== Segment start ==
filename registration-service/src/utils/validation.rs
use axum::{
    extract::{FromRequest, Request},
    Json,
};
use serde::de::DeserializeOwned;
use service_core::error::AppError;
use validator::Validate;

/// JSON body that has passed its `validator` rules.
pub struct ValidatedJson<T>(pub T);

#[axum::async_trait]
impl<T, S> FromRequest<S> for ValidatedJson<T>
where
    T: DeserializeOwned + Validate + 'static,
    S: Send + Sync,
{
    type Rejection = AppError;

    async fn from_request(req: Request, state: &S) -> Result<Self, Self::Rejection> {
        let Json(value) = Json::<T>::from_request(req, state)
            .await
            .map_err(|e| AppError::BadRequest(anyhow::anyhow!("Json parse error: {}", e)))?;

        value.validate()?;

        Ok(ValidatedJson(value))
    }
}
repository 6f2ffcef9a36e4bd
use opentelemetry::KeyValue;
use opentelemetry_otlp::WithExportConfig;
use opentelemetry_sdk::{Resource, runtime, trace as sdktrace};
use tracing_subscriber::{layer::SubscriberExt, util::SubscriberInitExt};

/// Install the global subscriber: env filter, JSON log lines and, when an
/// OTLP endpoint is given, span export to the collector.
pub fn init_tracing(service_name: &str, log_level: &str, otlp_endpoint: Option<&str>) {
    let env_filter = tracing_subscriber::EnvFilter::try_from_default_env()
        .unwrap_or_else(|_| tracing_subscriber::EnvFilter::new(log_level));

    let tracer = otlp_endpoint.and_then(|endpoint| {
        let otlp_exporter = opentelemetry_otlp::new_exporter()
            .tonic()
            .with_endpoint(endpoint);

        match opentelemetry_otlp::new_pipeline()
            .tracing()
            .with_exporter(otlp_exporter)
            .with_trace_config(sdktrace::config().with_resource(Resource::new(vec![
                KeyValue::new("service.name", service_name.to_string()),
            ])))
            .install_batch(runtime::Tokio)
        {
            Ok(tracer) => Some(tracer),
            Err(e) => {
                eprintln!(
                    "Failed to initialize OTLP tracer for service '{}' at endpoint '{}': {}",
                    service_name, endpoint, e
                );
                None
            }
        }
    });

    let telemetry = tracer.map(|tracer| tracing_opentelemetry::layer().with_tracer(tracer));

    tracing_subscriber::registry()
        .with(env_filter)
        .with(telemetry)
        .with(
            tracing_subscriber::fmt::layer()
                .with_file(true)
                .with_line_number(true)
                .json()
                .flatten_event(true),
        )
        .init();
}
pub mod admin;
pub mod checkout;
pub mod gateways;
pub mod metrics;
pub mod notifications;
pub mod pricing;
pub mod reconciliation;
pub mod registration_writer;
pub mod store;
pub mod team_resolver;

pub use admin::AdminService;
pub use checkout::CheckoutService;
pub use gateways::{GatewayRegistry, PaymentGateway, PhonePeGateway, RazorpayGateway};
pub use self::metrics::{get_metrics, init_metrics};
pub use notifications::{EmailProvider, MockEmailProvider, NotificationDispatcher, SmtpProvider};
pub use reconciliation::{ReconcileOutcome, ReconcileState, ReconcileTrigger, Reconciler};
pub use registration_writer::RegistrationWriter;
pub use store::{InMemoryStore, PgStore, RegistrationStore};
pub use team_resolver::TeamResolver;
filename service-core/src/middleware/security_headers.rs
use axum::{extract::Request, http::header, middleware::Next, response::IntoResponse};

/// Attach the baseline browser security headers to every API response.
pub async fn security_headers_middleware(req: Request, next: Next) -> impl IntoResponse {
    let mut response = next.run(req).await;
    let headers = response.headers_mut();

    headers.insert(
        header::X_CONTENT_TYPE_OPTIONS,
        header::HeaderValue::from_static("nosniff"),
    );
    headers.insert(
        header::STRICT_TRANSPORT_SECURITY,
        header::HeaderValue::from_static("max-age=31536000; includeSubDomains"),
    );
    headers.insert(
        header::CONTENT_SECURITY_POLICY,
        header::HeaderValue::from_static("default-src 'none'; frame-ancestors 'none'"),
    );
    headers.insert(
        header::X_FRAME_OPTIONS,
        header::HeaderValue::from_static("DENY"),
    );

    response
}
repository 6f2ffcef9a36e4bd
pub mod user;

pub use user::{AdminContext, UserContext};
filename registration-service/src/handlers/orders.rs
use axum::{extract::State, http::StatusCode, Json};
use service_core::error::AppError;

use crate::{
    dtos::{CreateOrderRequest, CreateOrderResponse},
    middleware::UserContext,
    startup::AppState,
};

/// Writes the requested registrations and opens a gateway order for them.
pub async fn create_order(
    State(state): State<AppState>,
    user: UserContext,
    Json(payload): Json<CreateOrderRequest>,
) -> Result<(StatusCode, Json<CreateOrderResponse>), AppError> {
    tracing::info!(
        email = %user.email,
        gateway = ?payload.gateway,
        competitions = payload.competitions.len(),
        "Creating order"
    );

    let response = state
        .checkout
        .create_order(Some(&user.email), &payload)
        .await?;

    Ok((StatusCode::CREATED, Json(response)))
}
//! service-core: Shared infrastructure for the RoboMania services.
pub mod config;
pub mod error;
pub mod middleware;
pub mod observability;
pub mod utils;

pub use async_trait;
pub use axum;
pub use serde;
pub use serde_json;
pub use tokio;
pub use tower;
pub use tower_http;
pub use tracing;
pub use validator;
== Segment end ==
Problem statement → Once you find the line containing "pub use axum;", copy it and every line after it through the end of the records, exactly and nothing else.

Completed task →
pub use axum;
pub use serde;
pub use serde_json;
pub use tokio;
pub use tower;
pub use tower_http;
pub use tracing;
pub use validator;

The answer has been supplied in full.